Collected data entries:
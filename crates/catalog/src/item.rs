//! Item and collection types.

use std::fmt;

use serde::de::{IgnoredAny, MapAccess, Visitor};
use serde::{Deserialize, Deserializer, Serialize};
use serde_json::Value;

/// A single record from the catalog.
///
/// Items are kept as opaque JSON so that fields the service does not know
/// about are passed through untouched.
#[derive(Debug, Clone, PartialEq, Serialize, Deserialize)]
#[serde(transparent)]
pub struct Item(Value);

impl Item {
    /// Wraps a JSON value as an item.
    pub fn new(value: Value) -> Self {
        Self(value)
    }

    /// Returns a top-level field, or `None` if it is absent or the item is
    /// not a JSON object.
    pub fn get(&self, field: &str) -> Option<&Value> {
        self.0.get(field)
    }

    /// Returns the `category` field when it is present and a string.
    pub fn category(&self) -> Option<&str> {
        self.get("category").and_then(Value::as_str)
    }

    /// Whether the item's `category` field is strictly equal to `category`.
    ///
    /// Strings and booleans compare by value, numbers by numeric value
    /// (`1` equals `1.0`). Arrays and objects never match, and neither do
    /// items without the field.
    pub fn has_category(&self, category: &Value) -> bool {
        match (self.get("category"), category) {
            (None, _) => false,
            (Some(Value::Array(_) | Value::Object(_)), _) => false,
            (Some(Value::Number(a)), Value::Number(b)) => a.as_f64() == b.as_f64(),
            (Some(value), _) => value == category,
        }
    }

    /// Returns the underlying JSON value.
    pub fn as_value(&self) -> &Value {
        &self.0
    }

    /// Consumes the item, returning the underlying JSON value.
    pub fn into_value(self) -> Value {
        self.0
    }
}

impl From<Value> for Item {
    fn from(value: Value) -> Self {
        Self(value)
    }
}

/// The `{ "items": [...] }` document shape shared by the data file and every
/// listing response.
///
/// Only JSON objects deserialize. A document without an `items` key loads as
/// an empty collection; other top-level keys are ignored. If `items` appears
/// more than once the last occurrence wins.
#[derive(Debug, Clone, Default, PartialEq, Serialize)]
pub struct ItemCollection {
    items: Vec<Item>,
}

impl<'de> Deserialize<'de> for ItemCollection {
    fn deserialize<D: Deserializer<'de>>(deserializer: D) -> Result<Self, D::Error> {
        deserializer.deserialize_map(CollectionVisitor)
    }
}

struct CollectionVisitor;

impl<'de> Visitor<'de> for CollectionVisitor {
    type Value = ItemCollection;

    fn expecting(&self, f: &mut fmt::Formatter<'_>) -> fmt::Result {
        f.write_str("a JSON object with an `items` array")
    }

    fn visit_map<A: MapAccess<'de>>(self, mut map: A) -> Result<Self::Value, A::Error> {
        let mut items = Vec::new();
        while let Some(key) = map.next_key::<String>()? {
            if key == "items" {
                items = map.next_value()?;
            } else {
                map.next_value::<IgnoredAny>()?;
            }
        }
        Ok(ItemCollection { items })
    }
}

impl ItemCollection {
    /// Creates a collection from an ordered list of items.
    pub fn new(items: Vec<Item>) -> Self {
        Self { items }
    }

    /// Creates an empty collection.
    pub fn empty() -> Self {
        Self::default()
    }

    /// Returns the items in their original order.
    pub fn items(&self) -> &[Item] {
        &self.items
    }

    /// Returns an iterator over the items.
    pub fn iter(&self) -> std::slice::Iter<'_, Item> {
        self.items.iter()
    }

    /// Returns the number of items.
    pub fn len(&self) -> usize {
        self.items.len()
    }

    /// Returns true if the collection holds no items.
    pub fn is_empty(&self) -> bool {
        self.items.is_empty()
    }

    /// Keeps only the items whose `category` equals `category`, preserving order.
    pub fn filter_by_category(self, category: &Value) -> Self {
        self.items
            .into_iter()
            .filter(|item| item.has_category(category))
            .collect()
    }
}

impl FromIterator<Item> for ItemCollection {
    fn from_iter<I: IntoIterator<Item = Item>>(iter: I) -> Self {
        Self {
            items: iter.into_iter().collect(),
        }
    }
}

impl IntoIterator for ItemCollection {
    type Item = Item;
    type IntoIter = std::vec::IntoIter<Item>;

    fn into_iter(self) -> Self::IntoIter {
        self.items.into_iter()
    }
}

impl<'a> IntoIterator for &'a ItemCollection {
    type Item = &'a Item;
    type IntoIter = std::slice::Iter<'a, Item>;

    fn into_iter(self) -> Self::IntoIter {
        self.items.iter()
    }
}

#[cfg(test)]
mod tests {
    use super::*;
    use serde_json::json;

    fn sample() -> ItemCollection {
        serde_json::from_value(json!({
            "items": [
                {"id": 1, "category": "a"},
                {"id": 2, "category": "b"},
                {"id": 3},
                {"id": 4, "category": "a", "tags": ["x"]}
            ]
        }))
        .unwrap()
    }

    #[test]
    fn category_accessor_reads_string_field() {
        let item = Item::new(json!({"id": 1, "category": "books"}));
        assert_eq!(item.category(), Some("books"));
    }

    #[test]
    fn category_accessor_ignores_non_string_and_missing() {
        assert_eq!(Item::new(json!({"category": 7})).category(), None);
        assert_eq!(Item::new(json!({"id": 1})).category(), None);
        assert_eq!(Item::new(json!("scalar")).category(), None);
    }

    #[test]
    fn filter_keeps_exact_matches_in_order() {
        let filtered = sample().filter_by_category(&json!("a"));
        let ids: Vec<_> = filtered.iter().map(|i| i.get("id").cloned()).collect();
        assert_eq!(ids, vec![Some(json!(1)), Some(json!(4))]);
    }

    #[test]
    fn filter_is_case_sensitive() {
        let filtered = sample().filter_by_category(&json!("A"));
        assert!(filtered.is_empty());
    }

    #[test]
    fn filter_excludes_items_without_category() {
        let filtered = sample().filter_by_category(&json!("b"));
        assert_eq!(filtered.len(), 1);
        assert_eq!(filtered.items()[0].get("id"), Some(&json!(2)));
    }

    #[test]
    fn filter_is_idempotent() {
        let once = sample().filter_by_category(&json!("a"));
        let twice = once.clone().filter_by_category(&json!("a"));
        assert_eq!(once, twice);
    }

    #[test]
    fn unknown_item_fields_pass_through() {
        let collection = sample();
        let value = serde_json::to_value(&collection).unwrap();
        assert_eq!(value["items"][3]["tags"], json!(["x"]));
    }

    #[test]
    fn missing_items_key_deserializes_empty() {
        let collection: ItemCollection = serde_json::from_value(json!({"other": 1})).unwrap();
        assert!(collection.is_empty());
    }

    #[test]
    fn serializes_only_items_key() {
        let collection: ItemCollection =
            serde_json::from_value(json!({"items": [], "version": 2})).unwrap();
        assert_eq!(serde_json::to_value(&collection).unwrap(), json!({"items": []}));
    }

    #[test]
    fn top_level_array_is_rejected() {
        let result: std::result::Result<ItemCollection, _> =
            serde_json::from_str(r#"[[{"id":1}]]"#);
        assert!(result.is_err());

        let result: std::result::Result<ItemCollection, _> = serde_json::from_str("[]");
        assert!(result.is_err());
    }

    #[test]
    fn duplicate_items_key_keeps_last() {
        let collection: ItemCollection =
            serde_json::from_str(r#"{"items":[{"id":1}],"items":[{"id":2},{"id":3}]}"#).unwrap();
        assert_eq!(collection.len(), 2);
    }

    #[test]
    fn numeric_category_matches_by_value() {
        let item = Item::new(json!({"category": 1}));
        assert!(item.has_category(&json!(1)));
        assert!(item.has_category(&json!(1.0)));
        assert!(!item.has_category(&json!("1")));
    }

    #[test]
    fn compound_categories_never_match() {
        let item = Item::new(json!({"category": ["a"]}));
        assert!(!item.has_category(&json!(["a"])));

        let item = Item::new(json!({"category": {"name": "a"}}));
        assert!(!item.has_category(&json!({"name": "a"})));
    }

    #[test]
    fn serialization_keeps_field_order() {
        let collection: ItemCollection =
            serde_json::from_str(r#"{"items":[{"id":1,"category":"a","name":"x"}]}"#).unwrap();
        assert_eq!(
            serde_json::to_string(&collection).unwrap(),
            r#"{"items":[{"id":1,"category":"a","name":"x"}]}"#
        );
    }

    #[test]
    fn items_must_be_an_array() {
        let result: std::result::Result<ItemCollection, _> =
            serde_json::from_value(json!({"items": {"id": 1}}));
        assert!(result.is_err());
    }
}
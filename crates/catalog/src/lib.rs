//! Item catalog backed by a static JSON document.
//!
//! Items are dynamically shaped JSON values; the only field the catalog
//! inspects is `category`. Sources are re-read on every load.

pub mod error;
pub mod file;
pub mod item;
pub mod memory;
pub mod source;

pub use error::{CatalogError, Result};
pub use file::{DEFAULT_DATA_FILE, FileItemSource};
pub use item::{Item, ItemCollection};
pub use memory::InMemoryItemSource;
pub use source::{ItemSource, load_or_empty};
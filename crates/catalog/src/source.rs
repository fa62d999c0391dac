use async_trait::async_trait;

use crate::{ItemCollection, Result};

/// A place items are loaded from.
///
/// Implementations perform a single attempt per call and must not cache:
/// every `load` reflects the source's current content.
#[async_trait]
pub trait ItemSource: Send + Sync {
    /// Loads the full item collection.
    async fn load(&self) -> Result<ItemCollection>;
}

/// Loads items from `source`, substituting an empty collection on failure.
///
/// Failures are logged and counted but never propagated.
pub async fn load_or_empty<S: ItemSource + ?Sized>(source: &S) -> ItemCollection {
    match source.load().await {
        Ok(collection) => {
            metrics::counter!("catalog_loads_total").increment(1);
            tracing::debug!(count = collection.len(), "loaded items");
            collection
        }
        Err(err) => {
            metrics::counter!("catalog_load_failures_total").increment(1);
            tracing::error!(error = %err, "failed to load items, serving empty collection");
            ItemCollection::empty()
        }
    }
}
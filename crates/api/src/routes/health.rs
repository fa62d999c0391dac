//! Liveness endpoint.

use axum::Json;
use serde::Serialize;

#[derive(Debug, Serialize)]
pub struct HealthResponse {
    pub status: &'static str,
}

/// GET /health — always reports `ok`; never touches the item source.
pub async fn check() -> Json<HealthResponse> {
    Json(HealthResponse { status: "ok" })
}
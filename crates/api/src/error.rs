//! API error types with HTTP response mapping.

use axum::extract::rejection::{BytesRejection, JsonRejection};
use axum::http::StatusCode;
use axum::response::{IntoResponse, Response};

/// API-level error type that maps to HTTP responses.
#[derive(Debug)]
pub enum ApiError {
    /// The request body is not acceptable JSON.
    BadRequest(String),
    /// The request body could not be read at all.
    Body { status: StatusCode, message: String },
}

impl IntoResponse for ApiError {
    fn into_response(self) -> Response {
        let (status, message) = match self {
            ApiError::BadRequest(msg) => (StatusCode::BAD_REQUEST, msg),
            ApiError::Body { status, message } => {
                tracing::warn!(%status, error = %message, "failed to read request body");
                (status, message)
            }
        };

        let body = serde_json::json!({ "error": message });
        (status, axum::Json(body)).into_response()
    }
}

impl From<JsonRejection> for ApiError {
    fn from(rejection: JsonRejection) -> Self {
        match rejection {
            JsonRejection::BytesRejection(err) => err.into(),
            other => ApiError::BadRequest(other.body_text()),
        }
    }
}

impl From<BytesRejection> for ApiError {
    fn from(rejection: BytesRejection) -> Self {
        ApiError::Body {
            status: rejection.status(),
            message: rejection.body_text(),
        }
    }
}
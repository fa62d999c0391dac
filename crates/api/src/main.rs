//! API server entry point.

use api::config::Config;
use tokio::signal;
use tracing_subscriber::EnvFilter;
use tracing_subscriber::layer::SubscriberExt;
use tracing_subscriber::util::SubscriberInitExt;

/// Waits for a shutdown signal (SIGINT or SIGTERM).
async fn shutdown_signal() {
    let ctrl_c = async {
        signal::ctrl_c()
            .await
            .expect("failed to install SIGINT handler");
    };

    #[cfg(unix)]
    let terminate = async {
        signal::unix::signal(signal::unix::SignalKind::terminate())
            .expect("failed to install SIGTERM handler")
            .recv()
            .await;
    };

    #[cfg(not(unix))]
    let terminate = std::future::pending::<()>();

    tokio::select! {
        () = ctrl_c => {
            tracing::info!("received SIGINT, starting graceful shutdown");
        }
        () = terminate => {
            tracing::info!("received SIGTERM, starting graceful shutdown");
        }
    }
}

#[tokio::main]
async fn main() {
    let config = Config::from_env();

    // 1. Initialize tracing
    tracing_subscriber::registry()
        .with(
            EnvFilter::try_from_default_env()
                .unwrap_or_else(|_| EnvFilter::new(&config.log_level)),
        )
        .with(tracing_subscriber::fmt::layer())
        .init();

    // 2. Install Prometheus metrics recorder
    let metrics_handle = metrics_exporter_prometheus::PrometheusBuilder::new()
        .install_recorder()
        .expect("failed to install Prometheus recorder");

    // 3. Build the application over the data file
    let state = api::create_default_state(&config);
    tracing::info!(data_file = %config.data_file.display(), "serving items");
    let app = api::create_app(state, metrics_handle);

    // 4. Start server
    let addr = config.addr();
    tracing::info!(%addr, "starting API server");

    let listener = tokio::net::TcpListener::bind(&addr)
        .await
        .expect("failed to bind address");
    axum::serve(listener, app)
        .with_graceful_shutdown(shutdown_signal())
        .await
        .expect("server error");

    tracing::info!("server shut down gracefully");
}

- **PROBLEM REQUIREMENTS**
Every line in the entries above that has the word "twice" should be identified and copied.

- **RESULT OF THE EXERCISE**
        let twice = once.clone().filter_by_category(&json!("a"));
        assert_eq!(once, twice);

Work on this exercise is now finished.